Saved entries
= = = = =

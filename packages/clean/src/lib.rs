#![cfg_attr(feature = "fail-on-warnings", deny(warnings))]
#![warn(clippy::all, clippy::pedantic, clippy::nursery, clippy::cargo)]
#![allow(clippy::multiple_crate_versions, clippy::cargo_common_metadata)]

//! Trip record cleaning and data-quality accounting.
//!
//! Normalizes [`RawTrip`] rows into canonical [`Trip`] values. The coordinate
//! pass and the demographic pass are independent: a trip without
//! coordinates is dropped outright, while a trip with an unparseable
//! timestamp or implausible birth year is kept with the affected derived
//! fields left empty. Every exclusion and degradation is counted in the
//! [`CleanReport`].

pub mod parsing;
pub mod progress;
pub mod reader;

use chrono::NaiveDateTime;
use serde::{Deserialize, Serialize};
use ward_flow_trip_models::{AgeGroup, Calendar, GeoPoint, Gender, Trip};

pub use crate::parsing::CoordinateSpace;
use crate::parsing::{
    DEFAULT_TIMESTAMP_FORMAT, parse_lat_lng_f64, parse_timestamp, parse_wkt_point,
};
use crate::progress::{ProgressCallback, RecordTicker};
pub use crate::reader::{RawTrip, TripTable, read_trips, read_trips_from_path};

/// Number of records between progress updates.
const PROGRESS_STEP: u64 = 50_000;

/// Errors that abort reading or cleaning a trip table.
#[derive(Debug, thiserror::Error)]
pub enum CleanError {
    /// CSV parsing failed at the file level.
    #[error("CSV error: {0}")]
    Csv(#[from] csv::Error),

    /// A required column is absent from the trip table.
    #[error("trip table has no column {column:?}")]
    MissingColumn {
        /// Missing column name.
        column: String,
    },

    /// I/O error opening the input.
    #[error("I/O error at {path}: {source}")]
    Io {
        /// Path that caused the error.
        path: String,
        /// Underlying I/O error.
        source: std::io::Error,
    },
}

/// Which end of a trip a coordinate belongs to.
#[derive(Debug, Clone, Copy, PartialEq, Eq, Serialize, Deserialize)]
pub enum TripEnd {
    /// Pick-up point.
    Origin,
    /// Drop-off point.
    Destination,
}

/// A per-record defect. Never aborts the batch.
#[derive(Debug, Clone, PartialEq, thiserror::Error)]
pub enum TripDefect {
    /// The record has no usable origin or destination point. The record
    /// is dropped from all analyses.
    #[error("trip {trip_id}: missing {end:?} coordinate")]
    MissingCoordinate {
        /// Trip identifier.
        trip_id: String,
        /// Which end is missing.
        end: TripEnd,
    },

    /// A start or stop timestamp did not parse. Temporal attributes are
    /// left empty.
    #[error("trip {trip_id}: malformed timestamp {value:?}")]
    MalformedTimestamp {
        /// Trip identifier.
        trip_id: String,
        /// Offending text.
        value: String,
    },

    /// The birth year is outside the configured plausible range. The trip is
    /// excluded from age analyses only.
    #[error("trip {trip_id}: implausible birth year {birth_year}")]
    ImplausibleBirthYear {
        /// Trip identifier.
        trip_id: String,
        /// Offending value.
        birth_year: f64,
    },
}

/// Cleaning parameters.
#[derive(Debug, Clone, PartialEq, Eq, Serialize, Deserialize)]
#[serde(default)]
pub struct CleanConfig {
    /// `chrono` format of the start/stop columns.
    pub timestamp_format: String,
    /// Earliest plausible rider birth year.
    pub birth_year_min: i32,
    /// Latest plausible rider birth year. Ages below zero are always
    /// rejected regardless of this bound.
    pub birth_year_max: Option<i32>,
    /// Coordinate interpretation, derived from the trips CRS.
    #[serde(skip)]
    pub coordinates: CoordinateSpace,
}

impl Default for CleanConfig {
    fn default() -> Self {
        Self {
            timestamp_format: DEFAULT_TIMESTAMP_FORMAT.to_string(),
            birth_year_min: 1925,
            birth_year_max: None,
            coordinates: CoordinateSpace::Geographic,
        }
    }
}

/// Counts of every exclusion and degradation made while cleaning.
#[derive(Debug, Clone, Copy, Default, PartialEq, Eq, Serialize, Deserialize)]
#[serde(rename_all = "camelCase")]
pub struct CleanReport {
    /// Records seen.
    pub total_records: u64,
    /// Records kept.
    pub kept: u64,
    /// Records dropped for a missing origin or destination.
    pub missing_coordinate: u64,
    /// Kept records whose timestamps did not parse.
    pub malformed_timestamp: u64,
    /// Kept records with a birth year outside the plausible range.
    pub implausible_birth_year: u64,
    /// Kept records with no birth year at all.
    pub missing_birth_year: u64,
    /// Kept records whose stop time precedes the start time.
    pub reversed_interval: u64,
}

impl CleanReport {
    fn record(&mut self, defect: &TripDefect) {
        match defect {
            TripDefect::MissingCoordinate { .. } => self.missing_coordinate += 1,
            TripDefect::MalformedTimestamp { .. } => self.malformed_timestamp += 1,
            TripDefect::ImplausibleBirthYear { .. } => self.implausible_birth_year += 1,
        }
    }
}

/// Cleaned trips together with the quality report.
#[derive(Debug, Clone, Default)]
pub struct CleanOutput {
    /// Trips with both coordinates, in input order.
    pub trips: Vec<Trip>,
    /// Data-quality counts.
    pub report: CleanReport,
}

/// A normalized trip plus the non-fatal defects found on it.
#[derive(Debug, Clone)]
pub struct Normalized {
    /// The cleaned trip.
    pub trip: Trip,
    /// Degradations applied to the trip.
    pub defects: Vec<TripDefect>,
}

/// Cleans a batch of raw trips.
pub fn clean(
    raw: impl IntoIterator<Item = RawTrip>,
    config: &CleanConfig,
    progress: &dyn ProgressCallback,
) -> CleanOutput {
    let mut output = CleanOutput::default();
    let rows = raw.into_iter();
    if let (lower, Some(upper)) = rows.size_hint()
        && lower == upper
    {
        progress.set_total(lower as u64);
    }
    progress.set_message("Cleaning trips".to_string());
    let mut ticker = RecordTicker::new(progress, PROGRESS_STEP);

    for row in rows {
        output.report.total_records += 1;
        ticker.tick();

        let had_birth_year = row.birth_year.is_some();
        match normalize(row, config) {
            Ok(normalized) => {
                for defect in &normalized.defects {
                    log::trace!("{defect}");
                    output.report.record(defect);
                }
                if !had_birth_year {
                    output.report.missing_birth_year += 1;
                }
                if let (Some(start), Some(stop)) =
                    (normalized.trip.start_time, normalized.trip.stop_time)
                    && stop < start
                {
                    output.report.reversed_interval += 1;
                }
                output.report.kept += 1;
                output.trips.push(normalized.trip);
            }
            Err(defect) => {
                log::trace!("{defect}");
                output.report.record(&defect);
            }
        }
    }

    let report = &output.report;
    log::info!(
        "Cleaned {} records: kept {}, dropped {} missing coordinates, \
         {} malformed timestamps, {} implausible birth years",
        report.total_records,
        report.kept,
        report.missing_coordinate,
        report.malformed_timestamp,
        report.implausible_birth_year,
    );
    ticker.finish(format!("Cleaned {} trips", report.kept));

    output
}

= = = = =

▶ _Work item_:
Return the entries above exactly as they were written.

▶ _Exercise answer_:
filename packages/clean/src/lib.rs
#![cfg_attr(feature = "fail-on-warnings", deny(warnings))]
#![warn(clippy::all, clippy::pedantic, clippy::nursery, clippy::cargo)]
#![allow(clippy::multiple_crate_versions, clippy::cargo_common_metadata)]

//! Trip record cleaning and data-quality accounting.
//!
//! Normalizes [`RawTrip`] rows into canonical [`Trip`] values. The coordinate
//! pass and the demographic pass are independent: a trip without
//! coordinates is dropped outright, while a trip with an unparseable
//! timestamp or implausible birth year is kept with the affected derived
//! fields left empty. Every exclusion and degradation is counted in the
//! [`CleanReport`].

pub mod parsing;
pub mod progress;
pub mod reader;

use chrono::NaiveDateTime;
use serde::{Deserialize, Serialize};
use ward_flow_trip_models::{AgeGroup, Calendar, GeoPoint, Gender, Trip};

pub use crate::parsing::CoordinateSpace;
use crate::parsing::{
    DEFAULT_TIMESTAMP_FORMAT, parse_lat_lng_f64, parse_timestamp, parse_wkt_point,
};
use crate::progress::{ProgressCallback, RecordTicker};
pub use crate::reader::{RawTrip, TripTable, read_trips, read_trips_from_path};

/// Number of records between progress updates.
const PROGRESS_STEP: u64 = 50_000;

/// Errors that abort reading or cleaning a trip table.
#[derive(Debug, thiserror::Error)]
pub enum CleanError {
    /// CSV parsing failed at the file level.
    #[error("CSV error: {0}")]
    Csv(#[from] csv::Error),

    /// A required column is absent from the trip table.
    #[error("trip table has no column {column:?}")]
    MissingColumn {
        /// Missing column name.
        column: String,
    },

    /// I/O error opening the input.
    #[error("I/O error at {path}: {source}")]
    Io {
        /// Path that caused the error.
        path: String,
        /// Underlying I/O error.
        source: std::io::Error,
    },
}

/// Which end of a trip a coordinate belongs to.
#[derive(Debug, Clone, Copy, PartialEq, Eq, Serialize, Deserialize)]
pub enum TripEnd {
    /// Pick-up point.
    Origin,
    /// Drop-off point.
    Destination,
}

/// A per-record defect. Never aborts the batch.
#[derive(Debug, Clone, PartialEq, thiserror::Error)]
pub enum TripDefect {
    /// The record has no usable origin or destination point. The record
    /// is dropped from all analyses.
    #[error("trip {trip_id}: missing {end:?} coordinate")]
    MissingCoordinate {
        /// Trip identifier.
        trip_id: String,
        /// Which end is missing.
        end: TripEnd,
    },

    /// A start or stop timestamp did not parse. Temporal attributes are
    /// left empty.
    #[error("trip {trip_id}: malformed timestamp {value:?}")]
    MalformedTimestamp {
        /// Trip identifier.
        trip_id: String,
        /// Offending text.
        value: String,
    },

    /// The birth year is outside the configured plausible range. The trip is
    /// excluded from age analyses only.
    #[error("trip {trip_id}: implausible birth year {birth_year}")]
    ImplausibleBirthYear {
        /// Trip identifier.
        trip_id: String,
        /// Offending value.
        birth_year: f64,
    },
}

/// Cleaning parameters.
#[derive(Debug, Clone, PartialEq, Eq, Serialize, Deserialize)]
#[serde(default)]
pub struct CleanConfig {
    /// `chrono` format of the start/stop columns.
    pub timestamp_format: String,
    /// Earliest plausible rider birth year.
    pub birth_year_min: i32,
    /// Latest plausible rider birth year. Ages below zero are always
    /// rejected regardless of this bound.
    pub birth_year_max: Option<i32>,
    /// Coordinate interpretation, derived from the trips CRS.
    #[serde(skip)]
    pub coordinates: CoordinateSpace,
}

impl Default for CleanConfig {
    fn default() -> Self {
        Self {
            timestamp_format: DEFAULT_TIMESTAMP_FORMAT.to_string(),
            birth_year_min: 1925,
            birth_year_max: None,
            coordinates: CoordinateSpace::Geographic,
        }
    }
}

/// Counts of every exclusion and degradation made while cleaning.
#[derive(Debug, Clone, Copy, Default, PartialEq, Eq, Serialize, Deserialize)]
#[serde(rename_all = "camelCase")]
pub struct CleanReport {
    /// Records seen.
    pub total_records: u64,
    /// Records kept.
    pub kept: u64,
    /// Records dropped for a missing origin or destination.
    pub missing_coordinate: u64,
    /// Kept records whose timestamps did not parse.
    pub malformed_timestamp: u64,
    /// Kept records with a birth year outside the plausible range.
    pub implausible_birth_year: u64,
    /// Kept records with no birth year at all.
    pub missing_birth_year: u64,
    /// Kept records whose stop time precedes the start time.
    pub reversed_interval: u64,
}

impl CleanReport {
    fn record(&mut self, defect: &TripDefect) {
        match defect {
            TripDefect::MissingCoordinate { .. } => self.missing_coordinate += 1,
            TripDefect::MalformedTimestamp { .. } => self.malformed_timestamp += 1,
            TripDefect::ImplausibleBirthYear { .. } => self.implausible_birth_year += 1,
        }
    }
}

/// Cleaned trips together with the quality report.
#[derive(Debug, Clone, Default)]
pub struct CleanOutput {
    /// Trips with both coordinates, in input order.
    pub trips: Vec<Trip>,
    /// Data-quality counts.
    pub report: CleanReport,
}

/// A normalized trip plus the non-fatal defects found on it.
#[derive(Debug, Clone)]
pub struct Normalized {
    /// The cleaned trip.
    pub trip: Trip,
    /// Degradations applied to the trip.
    pub defects: Vec<TripDefect>,
}

/// Cleans a batch of raw trips.
pub fn clean(
    raw: impl IntoIterator<Item = RawTrip>,
    config: &CleanConfig,
    progress: &dyn ProgressCallback,
) -> CleanOutput {
    let mut output = CleanOutput::default();
    let rows = raw.into_iter();
    if let (lower, Some(upper)) = rows.size_hint()
        && lower == upper
    {
        progress.set_total(lower as u64);
    }
    progress.set_message("Cleaning trips".to_string());
    let mut ticker = RecordTicker::new(progress, PROGRESS_STEP);

    for row in rows {
        output.report.total_records += 1;
        ticker.tick();

        let had_birth_year = row.birth_year.is_some();
        match normalize(row, config) {
            Ok(normalized) => {
                for defect in &normalized.defects {
                    log::trace!("{defect}");
                    output.report.record(defect);
                }
                if !had_birth_year {
                    output.report.missing_birth_year += 1;
                }
                if let (Some(start), Some(stop)) =
                    (normalized.trip.start_time, normalized.trip.stop_time)
                    && stop < start
                {
                    output.report.reversed_interval += 1;
                }
                output.report.kept += 1;
                output.trips.push(normalized.trip);
            }
            Err(defect) => {
                log::trace!("{defect}");
                output.report.record(&defect);
            }
        }
    }

    let report = &output.report;
    log::info!(
        "Cleaned {} records: kept {}, dropped {} missing coordinates, \
         {} malformed timestamps, {} implausible birth years",
        report.total_records,
        report.kept,
        report.missing_coordinate,
        report.malformed_timestamp,
        report.implausible_birth_year,
    );
    ticker.finish(format!("Cleaned {} trips", report.kept));

    output
}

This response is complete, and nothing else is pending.